癌症是当前危害人类生命健康的头号杀手。我国每年恶性肿瘤的发病人数约312万。全国每分钟有6人被诊断为癌症，死于癌症者占死亡总人数的20％以上，居城市居民死亡原因的第一位(根据2012年统计资料)。

目前，在肿瘤三大常规(放疗、化疗和手术)治疗中，药物治疗是一个重要方面。影响肿瘤药物治疗效果的因素是多方面的，包括药物的特异性、运输方式、渗透性以及诱发肿瘤耐药性。其中药物的特异性和诱发肿瘤的耐药性是肿瘤治疗学亟需解决的关键问题。抗肿瘤血管治疗以其肿瘤特异性、广谱性、无或低耐药性等优势已成为肿瘤治疗中的一种重要手段。其理论依据主要是上世纪七十年代Folkman提出的肿瘤血管生成的概念，即新生血管为肿瘤提供营养和氧分供应，进而促进肿瘤的生长及转移。

已有研究发现，神经突起生长导向因子Netrin-1能够促进血管内皮细胞的生长和迁移，进而促进血管生成。在发育过程中，神经细胞，上皮细胞，淋巴细胞等多种细胞分泌Netrin-1，促进血管体系的发育和成型。在病理条件下，肿瘤细胞能合成并分泌大量Netrin-1，促进肿瘤血管生成。然而Netrin-1促进血管生成的机制尚不清楚，其受体及下游信号未知，因此目前尚无针对Netrin-1的抗肿瘤血管生成药物。

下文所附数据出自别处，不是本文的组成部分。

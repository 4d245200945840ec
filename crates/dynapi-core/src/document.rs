//! Accessors for structured documents.
//!
//! Documents are plain `serde_json::Value` objects shaped with the usual
//! `apiVersion`, `kind` and `metadata` fields.

use std::collections::BTreeMap;

use serde_json::{Map, Value};
use time::OffsetDateTime;
use time::format_description::well_known::Rfc3339;

use crate::descriptor::{GroupVersion, GroupVersionKind};
use crate::error::{CoreError, Result};

pub fn api_version(doc: &Value) -> Option<&str> {
    doc.get("apiVersion").and_then(Value::as_str)
}

pub fn kind(doc: &Value) -> Option<&str> {
    doc.get("kind").and_then(Value::as_str)
}

/// Reads the group version kind stamped on a document.
pub fn gvk(doc: &Value) -> Option<GroupVersionKind> {
    let gv = GroupVersion::parse(api_version(doc)?).ok()?;
    Some(gv.with_kind(kind(doc)?))
}

/// Overwrites `apiVersion` and `kind`.
pub fn stamp(doc: &mut Value, gvk: &GroupVersionKind) -> Result<()> {
    let obj = doc.as_object_mut().ok_or(CoreError::NotAnObject)?;
    obj.insert("apiVersion".into(), Value::String(gvk.api_version()));
    obj.insert("kind".into(), Value::String(gvk.kind.clone()));
    Ok(())
}

fn metadata(doc: &Value) -> Option<&Map<String, Value>> {
    doc.get("metadata").and_then(Value::as_object)
}

fn metadata_mut(doc: &mut Value) -> Result<&mut Map<String, Value>> {
    let obj = doc.as_object_mut().ok_or(CoreError::NotAnObject)?;
    let meta = obj
        .entry("metadata")
        .or_insert_with(|| Value::Object(Map::new()));
    if !meta.is_object() {
        *meta = Value::Object(Map::new());
    }
    meta.as_object_mut().ok_or(CoreError::NotAnObject)
}

pub fn name(doc: &Value) -> Option<&str> {
    metadata(doc)?.get("name").and_then(Value::as_str)
}

pub fn set_name(doc: &mut Value, name: &str) -> Result<()> {
    metadata_mut(doc)?.insert("name".into(), Value::String(name.to_string()));
    Ok(())
}

pub fn namespace(doc: &Value) -> Option<&str> {
    metadata(doc)?.get("namespace").and_then(Value::as_str)
}

pub fn set_namespace(doc: &mut Value, namespace: &str) -> Result<()> {
    metadata_mut(doc)?.insert("namespace".into(), Value::String(namespace.to_string()));
    Ok(())
}

pub fn resource_version(doc: &Value) -> Option<&str> {
    metadata(doc)?.get("resourceVersion").and_then(Value::as_str)
}

pub fn set_resource_version(doc: &mut Value, version: &str) -> Result<()> {
    metadata_mut(doc)?.insert("resourceVersion".into(), Value::String(version.to_string()));
    Ok(())
}

/// Labels as a sorted map; non-string values are skipped.
pub fn labels(doc: &Value) -> BTreeMap<String, String> {
    metadata(doc)
        .and_then(|m| m.get("labels"))
        .and_then(Value::as_object)
        .map(|labels| {
            labels
                .iter()
                .filter_map(|(k, v)| v.as_str().map(|v| (k.clone(), v.to_string())))
                .collect()
        })
        .unwrap_or_default()
}

pub fn set_labels(doc: &mut Value, labels: &BTreeMap<String, String>) -> Result<()> {
    let labels: Map<String, Value> = labels
        .iter()
        .map(|(k, v)| (k.clone(), Value::String(v.clone())))
        .collect();
    metadata_mut(doc)?.insert("labels".into(), Value::Object(labels));
    Ok(())
}

pub fn creation_timestamp(doc: &Value) -> Option<&str> {
    metadata(doc)?.get("creationTimestamp").and_then(Value::as_str)
}

/// Sets `metadata.creationTimestamp` to `at`, RFC 3339 formatted.
pub fn set_creation_timestamp(doc: &mut Value, at: OffsetDateTime) -> Result<()> {
    let formatted = at
        .format(&Rfc3339)
        .map_err(|e| CoreError::InvalidTimestamp(e.to_string()))?;
    metadata_mut(doc)?.insert("creationTimestamp".into(), Value::String(formatted));
    Ok(())
}
//! In-memory backing store for DynAPI.
//!
//! This crate provides an in-memory implementation of the `BackingStore` trait
//! from `dynapi-storage`, using `dashmap` for concurrent access. It is meant
//! for local development and tests.
//!
//! # Example
//!
//! ```ignore
//! use dynapi_db_memory::InMemoryStore;
//! use dynapi_storage::BackingStore;
//!
//! let store = InMemoryStore::new();
//! let created = store.create(&target, &serde_json::json!({
//!     "apiVersion": "v1",
//!     "kind": "ConfigMap",
//!     "metadata": {"name": "example", "namespace": "default"}
//! })).await?;
//! ```

mod storage;

pub use dynapi_storage::{BackingStore, StorageError};
pub use storage::InMemoryStore;

/// Type alias for a shareable backing store.
pub type DynBackingStore = std::sync::Arc<dyn BackingStore>;

/// Creates a new in-memory store behind an `Arc`.
pub fn create_memory_store() -> DynBackingStore {
    std::sync::Arc::new(InMemoryStore::new())
}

在过去的研究中，已发现免疫球蛋白超家族粘附分子CD146在肿瘤血管内皮细胞上上调表达，并促进肿瘤血管生成。靶向CD146的单克隆抗体AA98能有效的抑制平滑肌肉瘤，胰腺癌和肝癌中的血管生成，切断肿瘤的养分供应，从而抑制肿瘤的生长，迁移和恶化。

发明内容

本发明人首次提出Netrin-1是CD146的功能性配体，而CD146是Netrin-1在血管内皮细胞上的受体。Netrin-1通过结合到血管内皮细胞表面的CD146上来激活下游信号通路，促进内皮细胞的生长和迁移。抗CD146的单克隆抗体AA98能够阻碍Netrin-1与CD146的结合，因此能够在体内和体外水平上抑制Netrin-1引起的下游信号和血管生成过程。

以Netrin-1作为潜在的治疗靶点在抗肿瘤治疗中的应用是基于以下重要的科学发现：(1)Netrin-1和CD146直接相互作用，是CD146的功能性配体；(2)抗CD146的单克隆抗体AA98能够阻断Netrin-1与CD146之间的相互作用，进而阻断Netrin-1刺激引起的下游信号(p38和ERK/NF-κB)的激活；(3)抗CD146单克隆抗体AA98能够抑制Netrin-1诱导引起的内皮细胞增殖，迁移和血管生成；(4)在小鼠动脉环和Matrigel plug模型中，AA98能够在体内水平上抑制Netrin-1诱导的血管生成；(5)在以往的研究报道中，已经证明抗CD146抗体AA98能够通过抑制肿瘤血管生成，从而抑制平滑肌肉瘤，胰腺癌和肝癌的生长和恶化。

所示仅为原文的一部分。